> _Prompt_:
When a line below holds the string "default", show that line.

> _Data records_:

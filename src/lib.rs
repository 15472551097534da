//! # element-inspector
//!
//! Helpers behind a visual DOM inspector: describe elements, extract
//! element-only subtrees and drive named highlighters, over a live
//! Chrome/Chromium page (Chrome DevTools Protocol) or an offline HTML snapshot.
//!
//! ## Features
//!
//! - **Element data**: tag name, attributes and bounding rectangle of any element
//! - **Subtree extraction**: nested tag-name trees with selector or predicate
//!   filtering, optionally walking shadow roots
//! - **Highlighters**: named overlays targeted by selector or viewport point,
//!   reporting on their target and its descendants
//! - **MCP Server**: the inspector operations as Model Context Protocol tools
//!
//! ## Offline usage
//!
//! ```rust
//! use element_inspector::dom::{LightChildren, PageSnapshot, Point, Rect, SnapshotNode, TreeFilter};
//! use element_inspector::highlight::{HighlighterMap, Inspector, OverlayHighlighter};
//!
//! # fn main() -> element_inspector::Result<()> {
//! let mut page = PageSnapshot::parse(r#"<ul id="menu"><li class="item">One</li><li>Two</li></ul>"#);
//! page.set_rect("#menu", Rect::new(0.0, 0.0, 200.0, 40.0))?;
//!
//! let mut highlighters: HighlighterMap<OverlayHighlighter<SnapshotNode>> = HighlighterMap::new();
//! highlighters.insert("main", OverlayHighlighter::new())?;
//!
//! let mut inspector = Inspector::new(&page, highlighters);
//! inspector.highlight_element_at_point("main", Point::new(10.0, 10.0))?;
//!
//! let target = inspector.get_highlighter_target_data("main")?.expect("highlighted");
//! assert_eq!(target.tag_name, "UL");
//!
//! let tree = inspector.element_node_tree_data(&LightChildren, "#menu", &TreeFilter::selector(".item"))?;
//! assert_eq!(tree.map(|t| t.child_nodes.len()), Some(1));
//! # Ok(())
//! # }
//! ```
//!
//! ## Live pages
//!
//! ```rust,no_run
//! use element_inspector::{BrowserSession, LaunchOptions};
//! use element_inspector::highlight::HighlightStyle;
//!
//! # fn main() -> element_inspector::Result<()> {
//! let mut session = BrowserSession::launch(LaunchOptions::default())?;
//! session.navigate("https://example.com")?;
//! session.wait_for_navigation()?;
//!
//! session.create_highlighter("main", HighlightStyle::default())?;
//! let mut inspector = session.inspector()?;
//! inspector.highlight_element_for_selector("main", "h1")?;
//! println!("{:?}", inspector.get_highlighter_target_data("main")?);
//! # Ok(())
//! # }
//! ```
//!
//! ## Module Overview
//!
//! - [`dom`]: document capabilities, element data and subtree extraction, snapshot and live backends
//! - [`highlight`]: highlighters, the [`Inspector`] controller and screenshot annotation
//! - [`browser`]: browser session management and configuration
//! - [`tools`]: the inspector operations as typed, JSON-driven tools
//! - [`error`]: error types and result aliases
//! - [`mcp`]: Model Context Protocol server (requires the `mcp-handler` feature)

pub mod browser;
pub mod dom;
pub mod error;
pub mod highlight;
pub mod tools;

#[cfg(feature = "mcp-handler")]
pub mod mcp;

pub use browser::{BrowserSession, ConnectionOptions, LaunchOptions};
pub use dom::{ElementDescriptor, ElementTreeNode, PageDocument, PageSnapshot, Point, Rect};
pub use error::{InspectorError, Result};
pub use highlight::{HighlightStyle, Inspector};
pub use tools::{Tool, ToolContext, ToolRegistry, ToolResult};

#[cfg(feature = "mcp-handler")]
pub use mcp::InspectorServer;
#[cfg(feature = "mcp-handler")]
pub use rmcp::ServiceExt;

> _Exercise solution_:
//! let mut session = BrowserSession::launch(LaunchOptions::default())?;
//! session.create_highlighter("main", HighlightStyle::default())?;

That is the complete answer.